§ **MATERIAL SHOWN**:
====

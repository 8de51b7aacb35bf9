use crate::*;
use indexmap::IndexMap;
use rand::{CryptoRng, RngCore};

/// One guardian's partial decryption of one selection, with its proof
#[derive(Serialize, Deserialize, Clone, Debug, PartialEq)]
pub struct SelectionShare {
    pub selection_id: String,
    pub share: GroupElement,
    pub proof: ChaumPedersenProof,
}

impl SelectionShare {
    /// Check the proof against the selection's ciphertext, the guardian's
    /// election public key and the election's extended base hash
    pub fn is_valid(
        &self,
        ciphertext: &ElGamalCiphertext,
        public_key: &GroupElement,
        extended_base_hash: &GroupScalar,
    ) -> bool {
        self.proof
            .verify(ciphertext, public_key, &self.share, extended_base_hash)
    }
}

#[derive(Serialize, Deserialize, Clone, Debug, PartialEq)]
pub struct ContestShare {
    pub contest_id: String,
    pub selections: IndexMap<String, SelectionShare>,
}

type Selections = IndexMap<String, ElGamalCiphertext>;
type ContestShares = IndexMap<String, ContestShare>;

fn find_selection<'a>(
    contests: &'a ContestShares,
    contest_id: &str,
    selection_id: &str,
) -> Option<&'a SelectionShare> {
    contests
        .get(contest_id)
        .and_then(|c| c.selections.get(selection_id))
}

// Partially decrypt every selection and prove each one
fn share_contests<'a, I, R>(
    contests: I,
    secret: &GroupScalar,
    extended_base_hash: &GroupScalar,
    rng: &mut R,
) -> ContestShares
where
    I: Iterator<Item = (&'a String, &'a Selections)>,
    R: RngCore + CryptoRng,
{
    contests
        .map(|(contest_id, selections)| {
            let selections = selections
                .iter()
                .map(|(selection_id, ciphertext)| {
                    let share = ciphertext.partial_decrypt(secret);
                    let proof =
                        ChaumPedersenProof::prove(ciphertext, secret, &share, extended_base_hash, rng);
                    let selection = SelectionShare {
                        selection_id: selection_id.clone(),
                        share,
                        proof,
                    };
                    (selection_id.clone(), selection)
                })
                .collect();
            let contest = ContestShare {
                contest_id: contest_id.clone(),
                selections,
            };
            (contest_id.clone(), contest)
        })
        .collect()
}

// The first missing or invalid selection rejects the whole share
fn validate_contests<'a, I>(
    shares: &ContestShares,
    contests: I,
    public_key: &GroupElement,
    extended_base_hash: &GroupScalar,
) -> Result<(), Error>
where
    I: Iterator<Item = (&'a String, &'a Selections)>,
{
    for (contest_id, selections) in contests {
        for (selection_id, ciphertext) in selections {
            let valid = find_selection(shares, contest_id, selection_id)
                .map(|s| s.is_valid(ciphertext, public_key, extended_base_hash))
                .unwrap_or(false);
            if !valid {
                return Err(Error::InvalidShare {
                    contest_id: contest_id.clone(),
                    selection_id: selection_id.clone(),
                });
            }
        }
    }
    Ok(())
}

// Combine one share per guardian into counts of at most `max`
fn combine_contests<'a, I>(
    contests: I,
    shares: &[(&GuardianId, &ContestShares)],
    max: u64,
) -> Result<IndexMap<String, PlaintextTallyContest>, CryptoError>
where
    I: Iterator<Item = (&'a String, &'a Selections)>,
{
    if shares.is_empty() {
        return Err(CryptoError::NoShares);
    }

    let mut plaintext = IndexMap::new();
    for (contest_id, selections) in contests {
        let mut counts = IndexMap::new();
        for (selection_id, ciphertext) in selections {
            let mut product = GroupElement::identity();
            for (guardian_id, contest_shares) in shares {
                let selection = find_selection(contest_shares, contest_id, selection_id)
                    .ok_or_else(|| CryptoError::MissingShare {
                        guardian_id: (*guardian_id).clone(),
                        contest_id: contest_id.clone(),
                        selection_id: selection_id.clone(),
                    })?;
                product = product + selection.share;
            }

            let count = ciphertext
                .decrypt_with_product(&product, max)
                .ok_or_else(|| CryptoError::DiscreteLogOutOfRange(selection_id.clone(), max))?;
            counts.insert(
                selection_id.clone(),
                PlaintextTallySelection {
                    selection_id: selection_id.clone(),
                    tally: count,
                },
            );
        }
        plaintext.insert(
            contest_id.clone(),
            PlaintextTallyContest {
                contest_id: contest_id.clone(),
                selections: counts,
            },
        );
    }
    Ok(plaintext)
}

fn tally_contests<'a>(tally: &'a CiphertextTally) -> impl Iterator<Item = (&'a String, &'a Selections)> {
    tally.contests.iter().map(|(id, contest)| (id, &contest.selections))
}

/// A guardian's partial decryption of a whole tally
#[derive(Serialize, Deserialize, Clone, Debug, PartialEq)]
pub struct DecryptionShare {
    pub election_id: String,
    pub tally_name: String,
    pub guardian_id: GuardianId,
    pub contests: IndexMap<String, ContestShare>,
}

impl DecryptionShare {
    /// Validate every selection of `tally`; the first missing or invalid one
    /// rejects the whole share
    pub fn validate(
        &self,
        tally: &CiphertextTally,
        public_key: &GroupElement,
        extended_base_hash: &GroupScalar,
    ) -> Result<(), Error> {
        validate_contests(&self.contests, tally_contests(tally), public_key, extended_base_hash)
    }
}

impl Record for DecryptionShare {
    const COLLECTION: Collection = Collection::DecryptionShare;

    fn key(&self) -> String {
        compound_key(&[&self.election_id, &self.tally_name, &self.guardian_id])
    }
}

/// Compute a guardian's decryption share for a tally
pub fn compute_decryption_share<R: RngCore + CryptoRng>(
    key_pair: &ElectionKeyPair,
    tally: &CiphertextTally,
    context: &ElectionContext,
    rng: &mut R,
) -> DecryptionShare {
    DecryptionShare {
        election_id: tally.election_id.clone(),
        tally_name: tally.tally_name.clone(),
        guardian_id: key_pair.owner_id.clone(),
        contests: share_contests(
            tally_contests(tally),
            &key_pair.key_pair.secret_key,
            &context.crypto_extended_base_hash,
            rng,
        ),
    }
}

/// Combine every guardian's share into plaintext counts.
///
/// Counts are bounded by the number of cast ballots folded into the tally.
pub fn decrypt_tally(
    tally: &CiphertextTally,
    shares: &[DecryptionShare],
) -> Result<IndexMap<String, PlaintextTallyContest>, CryptoError> {
    let shares: Vec<_> = shares.iter().map(|s| (&s.guardian_id, &s.contests)).collect();
    combine_contests(
        tally_contests(tally),
        &shares,
        tally.cast_ballot_ids.len() as u64,
    )
}

/// A guardian's partial decryption of one spoiled ballot
#[derive(Serialize, Deserialize, Clone, Debug, PartialEq)]
pub struct BallotDecryptionShare {
    pub election_id: String,
    pub ballot_id: String,
    pub guardian_id: GuardianId,
    pub contests: IndexMap<String, ContestShare>,
}

impl BallotDecryptionShare {
    pub fn validate(
        &self,
        ballot: &SubmittedBallot,
        public_key: &GroupElement,
        extended_base_hash: &GroupScalar,
    ) -> Result<(), Error> {
        validate_contests(&self.contests, ballot.contests.iter(), public_key, extended_base_hash)
    }
}

impl Record for BallotDecryptionShare {
    const COLLECTION: Collection = Collection::BallotDecryptionShare;

    fn key(&self) -> String {
        compound_key(&[&self.election_id, &self.ballot_id, &self.guardian_id])
    }
}

/// The selections of a decrypted spoiled ballot
#[derive(Serialize, Deserialize, Clone, Debug, PartialEq)]
pub struct PlaintextBallot {
    pub election_id: String,
    pub ballot_id: String,
    pub contests: IndexMap<String, PlaintextTallyContest>,
}

/// Only spoiled ballots are ever decrypted one by one
pub fn require_spoiled(ballot: &SubmittedBallot) -> Result<(), Error> {
    match ballot.state {
        BallotBoxState::Spoiled => Ok(()),
        BallotBoxState::Cast => Err(Error::InvalidArgument(format!(
            "Ballot {} must be spoiled",
            ballot.ballot_id
        ))),
    }
}

/// Compute a guardian's decryption share for a spoiled ballot.
/// Cast ballots are only ever decrypted as part of a tally.
pub fn compute_ballot_decryption_share<R: RngCore + CryptoRng>(
    key_pair: &ElectionKeyPair,
    ballot: &SubmittedBallot,
    context: &ElectionContext,
    rng: &mut R,
) -> Result<BallotDecryptionShare, Error> {
    require_spoiled(ballot)?;
    Ok(BallotDecryptionShare {
        election_id: ballot.election_id.clone(),
        ballot_id: ballot.ballot_id.clone(),
        guardian_id: key_pair.owner_id.clone(),
        contests: share_contests(
            ballot.contests.iter(),
            &key_pair.key_pair.secret_key,
            &context.crypto_extended_base_hash,
            rng,
        ),
    })
}

/// Combine every guardian's share of a ballot into its selections
pub fn decrypt_ballot(
    ballot: &SubmittedBallot,
    shares: &[BallotDecryptionShare],
) -> Result<PlaintextBallot, CryptoError> {
    let shares: Vec<_> = shares.iter().map(|s| (&s.guardian_id, &s.contests)).collect();
    let contests = combine_contests(ballot.contests.iter(), &shares, 1)?;
    Ok(PlaintextBallot {
        election_id: ballot.election_id.clone(),
        ballot_id: ballot.ballot_id.clone(),
        contests,
    })
}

====

Go through the listing above. Show each line where the word "struct" is found.

§ **RESPONSE TO THIS TASK**:
pub struct SelectionShare {
pub struct ContestShare {
pub struct DecryptionShare {
pub struct BallotDecryptionShare {
pub struct PlaintextBallot {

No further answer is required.